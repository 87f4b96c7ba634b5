//! Detection particle types and the particle configuration of a design.

use serde::{Deserialize, Serialize};
use std::fmt;

/// The label chemistry carried on the conjugate pad.
///
/// Unrecognized names are kept as `Other` rather than rejected; every lookup
/// table keyed on particle type defines an explicit value for `Other`.
#[derive(Debug, Clone, PartialEq, Eq, Hash, PartialOrd, Ord, Serialize, Deserialize)]
#[serde(from = "String", into = "String")]
pub enum ParticleType {
    GoldNano,
    LatexBeads,
    QuantumDots,
    MagneticBeads,
    Fluorescent,
    Other(String),
}

impl ParticleType {
    pub const KNOWN: [ParticleType; 5] = [
        ParticleType::GoldNano,
        ParticleType::LatexBeads,
        ParticleType::QuantumDots,
        ParticleType::MagneticBeads,
        ParticleType::Fluorescent,
    ];

    pub fn as_str(&self) -> &str {
        match self {
            ParticleType::GoldNano => "gold-nano",
            ParticleType::LatexBeads => "latex-beads",
            ParticleType::QuantumDots => "quantum-dots",
            ParticleType::MagneticBeads => "magnetic-beads",
            ParticleType::Fluorescent => "fluorescent",
            ParticleType::Other(name) => name,
        }
    }
}

impl From<String> for ParticleType {
    fn from(value: String) -> Self {
        match value.as_str() {
            "gold-nano" => ParticleType::GoldNano,
            "latex-beads" => ParticleType::LatexBeads,
            "quantum-dots" => ParticleType::QuantumDots,
            "magnetic-beads" => ParticleType::MagneticBeads,
            "fluorescent" => ParticleType::Fluorescent,
            _ => ParticleType::Other(value),
        }
    }
}

impl From<ParticleType> for String {
    fn from(value: ParticleType) -> Self {
        value.as_str().to_string()
    }
}

impl fmt::Display for ParticleType {
    fn fmt(&self, f: &mut fmt::Formatter<'_>) -> fmt::Result {
        f.write_str(self.as_str())
    }
}

impl std::str::FromStr for ParticleType {
    type Err = std::convert::Infallible;

    fn from_str(s: &str) -> Result<Self, Self::Err> {
        Ok(ParticleType::from(s.to_string()))
    }
}

#[derive(Debug, Clone, Copy, PartialEq, Eq, Hash, Default, Serialize, Deserialize)]
#[serde(rename_all = "snake_case")]
pub enum Concentration {
    Low,
    #[default]
    Medium,
    High,
}

impl Concentration {
    pub fn as_str(&self) -> &'static str {
        match self {
            Concentration::Low => "low",
            Concentration::Medium => "medium",
            Concentration::High => "high",
        }
    }
}

impl fmt::Display for Concentration {
    fn fmt(&self, f: &mut fmt::Formatter<'_>) -> fmt::Result {
        f.write_str(self.as_str())
    }
}

/// Literature size window for a particle chemistry (nm).
#[derive(Debug, Clone, Copy, PartialEq, Serialize, Deserialize)]
pub struct SizeRange {
    pub min_nm: f64,
    pub max_nm: f64,
    pub optimum_nm: f64,
}

/// A particle chemistry together with the user's size and loading choice.
#[derive(Debug, Clone, PartialEq, Serialize, Deserialize)]
pub struct ParticleSpec {
    pub particle_type: ParticleType,
    /// g/cm³
    pub density_g_cm3: f64,
    pub optimal_size: SizeRange,
    /// Cost of the label per test at medium loading and 40 nm (USD).
    pub cost: f64,
    pub zeta_potential_mv: f64,
    /// Ionic strength above which the colloid starts to aggregate (mM).
    pub aggregation_threshold_mm: f64,
    pub shelf_life_months: f64,
    pub size_nm: f64,
    pub concentration: Concentration,
}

------------------------------------------------------------

Word for word, repeat every entry listed above.

◆ **Result for this task**
repository 87f4b96c7ba634b5
//! Detection particle types and the particle configuration of a design.

use serde::{Deserialize, Serialize};
use std::fmt;

/// The label chemistry carried on the conjugate pad.
///
/// Unrecognized names are kept as `Other` rather than rejected; every lookup
/// table keyed on particle type defines an explicit value for `Other`.
#[derive(Debug, Clone, PartialEq, Eq, Hash, PartialOrd, Ord, Serialize, Deserialize)]
#[serde(from = "String", into = "String")]
pub enum ParticleType {
    GoldNano,
    LatexBeads,
    QuantumDots,
    MagneticBeads,
    Fluorescent,
    Other(String),
}

impl ParticleType {
    pub const KNOWN: [ParticleType; 5] = [
        ParticleType::GoldNano,
        ParticleType::LatexBeads,
        ParticleType::QuantumDots,
        ParticleType::MagneticBeads,
        ParticleType::Fluorescent,
    ];

    pub fn as_str(&self) -> &str {
        match self {
            ParticleType::GoldNano => "gold-nano",
            ParticleType::LatexBeads => "latex-beads",
            ParticleType::QuantumDots => "quantum-dots",
            ParticleType::MagneticBeads => "magnetic-beads",
            ParticleType::Fluorescent => "fluorescent",
            ParticleType::Other(name) => name,
        }
    }
}

impl From<String> for ParticleType {
    fn from(value: String) -> Self {
        match value.as_str() {
            "gold-nano" => ParticleType::GoldNano,
            "latex-beads" => ParticleType::LatexBeads,
            "quantum-dots" => ParticleType::QuantumDots,
            "magnetic-beads" => ParticleType::MagneticBeads,
            "fluorescent" => ParticleType::Fluorescent,
            _ => ParticleType::Other(value),
        }
    }
}

impl From<ParticleType> for String {
    fn from(value: ParticleType) -> Self {
        value.as_str().to_string()
    }
}

impl fmt::Display for ParticleType {
    fn fmt(&self, f: &mut fmt::Formatter<'_>) -> fmt::Result {
        f.write_str(self.as_str())
    }
}

impl std::str::FromStr for ParticleType {
    type Err = std::convert::Infallible;

    fn from_str(s: &str) -> Result<Self, Self::Err> {
        Ok(ParticleType::from(s.to_string()))
    }
}

#[derive(Debug, Clone, Copy, PartialEq, Eq, Hash, Default, Serialize, Deserialize)]
#[serde(rename_all = "snake_case")]
pub enum Concentration {
    Low,
    #[default]
    Medium,
    High,
}

impl Concentration {
    pub fn as_str(&self) -> &'static str {
        match self {
            Concentration::Low => "low",
            Concentration::Medium => "medium",
            Concentration::High => "high",
        }
    }
}

impl fmt::Display for Concentration {
    fn fmt(&self, f: &mut fmt::Formatter<'_>) -> fmt::Result {
        f.write_str(self.as_str())
    }
}

/// Literature size window for a particle chemistry (nm).
#[derive(Debug, Clone, Copy, PartialEq, Serialize, Deserialize)]
pub struct SizeRange {
    pub min_nm: f64,
    pub max_nm: f64,
    pub optimum_nm: f64,
}

/// A particle chemistry together with the user's size and loading choice.
#[derive(Debug, Clone, PartialEq, Serialize, Deserialize)]
pub struct ParticleSpec {
    pub particle_type: ParticleType,
    /// g/cm³
    pub density_g_cm3: f64,
    pub optimal_size: SizeRange,
    /// Cost of the label per test at medium loading and 40 nm (USD).
    pub cost: f64,
    pub zeta_potential_mv: f64,
    /// Ionic strength above which the colloid starts to aggregate (mM).
    pub aggregation_threshold_mm: f64,
    pub shelf_life_months: f64,
    pub size_nm: f64,
    pub concentration: Concentration,
}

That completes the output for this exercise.